Construction of the Snowy Scheme was managed by the Snowy Mountains Hydroelectric Authority. It officially began on 17 October 1949 and took 25 years, being officially completed in 1974.

An agreement between the United States Bureau of Reclamation and Snowy Mountains Hydro to provide technical assistance and training of engineers was agreed between the United States and Australia in Washington, D.C., on 16 November 1951. A loan for $100 million was obtained from the World Bank in 1962.

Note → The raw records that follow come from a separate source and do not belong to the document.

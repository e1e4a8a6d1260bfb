use chrono::Utc;
use tokio::sync::{broadcast, mpsc, oneshot};
use tracing::{debug, warn};

use super::poller::StopStatus;
use crate::cache::{CacheInfo, SnapshotCache};
use crate::model::{Freshness, StopSnapshot};

/// Messages from stop workers and the handle to the result sink.
#[derive(Debug)]
pub enum SinkMessage {
    Update(StopStatus),
    Seed {
        stop_code: String,
        reply: oneshot::Sender<Option<StopSnapshot>>,
    },
    ClearCache {
        stop_code: Option<String>,
        reply: oneshot::Sender<usize>,
    },
    CacheInfo {
        reply: oneshot::Sender<CacheInfo>,
    },
}

/// Single owner of the snapshot cache. Fans committed updates out to
/// subscribers and records fresh snapshots on disk.
pub async fn run_sink(
    mut rx: mpsc::Receiver<SinkMessage>,
    mut cache: Option<SnapshotCache>,
    updates: broadcast::Sender<StopStatus>,
) {
    while let Some(msg) = rx.recv().await {
        match msg {
            SinkMessage::Update(status) => {
                if let Some(cache) = cache.as_mut() {
                    if status.snapshot.freshness == Freshness::Fresh {
                        cache.insert(status.snapshot.clone(), Utc::now());
                        persist(cache).await;
                    }
                }
                // No subscribers is fine.
                let _ = updates.send(status);
            }
            SinkMessage::Seed { stop_code, reply } => {
                let seed = cache
                    .as_ref()
                    .and_then(|c| c.get(&stop_code, Utc::now()))
                    .map(|entry| entry.snapshot.clone());
                let _ = reply.send(seed);
            }
            SinkMessage::ClearCache { stop_code, reply } => {
                let removed = match cache.as_mut() {
                    Some(cache) => {
                        let removed = cache.clear(stop_code.as_deref());
                        persist(cache).await;
                        removed
                    }
                    None => 0,
                };
                debug!(stop_code = ?stop_code, removed, "Cleared snapshot cache");
                let _ = reply.send(removed);
            }
            SinkMessage::CacheInfo { reply } => {
                let info = cache
                    .as_ref()
                    .map(|c| c.info(Utc::now()))
                    .unwrap_or_else(CacheInfo::disabled);
                let _ = reply.send(info);
            }
        }
    }

    if let Some(cache) = cache.as_mut() {
        persist(cache).await;
    }
    debug!("Result sink stopped");
}

/// Writes the cache on the blocking pool so file I/O never stalls the runtime.
async fn persist(cache: &mut SnapshotCache) {
    let write = match cache.pending_write() {
        Ok(Some(write)) => write,
        Ok(None) => return,
        Err(e) => {
            warn!(path = %cache.path().display(), error = %e, "Failed to serialize snapshot cache");
            return;
        }
    };
    let failure = match tokio::task::spawn_blocking(move || write.commit()).await {
        Ok(Ok(())) => return,
        Ok(Err(e)) => e.to_string(),
        Err(e) => e.to_string(),
    };
    cache.mark_dirty();
    warn!(path = %cache.path().display(), error = %failure, "Failed to write snapshot cache");
}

Tunneling records were set in the construction of the Scheme and it was completed on time and on budget in 1974, at a cost of AUD820 million; a dollar value equivalent in 1999 and 2004 to A$6 billion. Around two thirds of the workforce employed in the construction of the scheme were immigrant workers, originating from over thirty countries. The official death toll of workers on the Scheme stands at 121 people. Some 1600 km of roads and tracks were constructed, seven townships and over 100 camps were built to enable construction of the 16 major dams, seven hydroelectric power stations, two pumping stations, 145 km of tunnel and 80 km of pipelines and aqueducts. Just 2% of the construction work is visible from above ground.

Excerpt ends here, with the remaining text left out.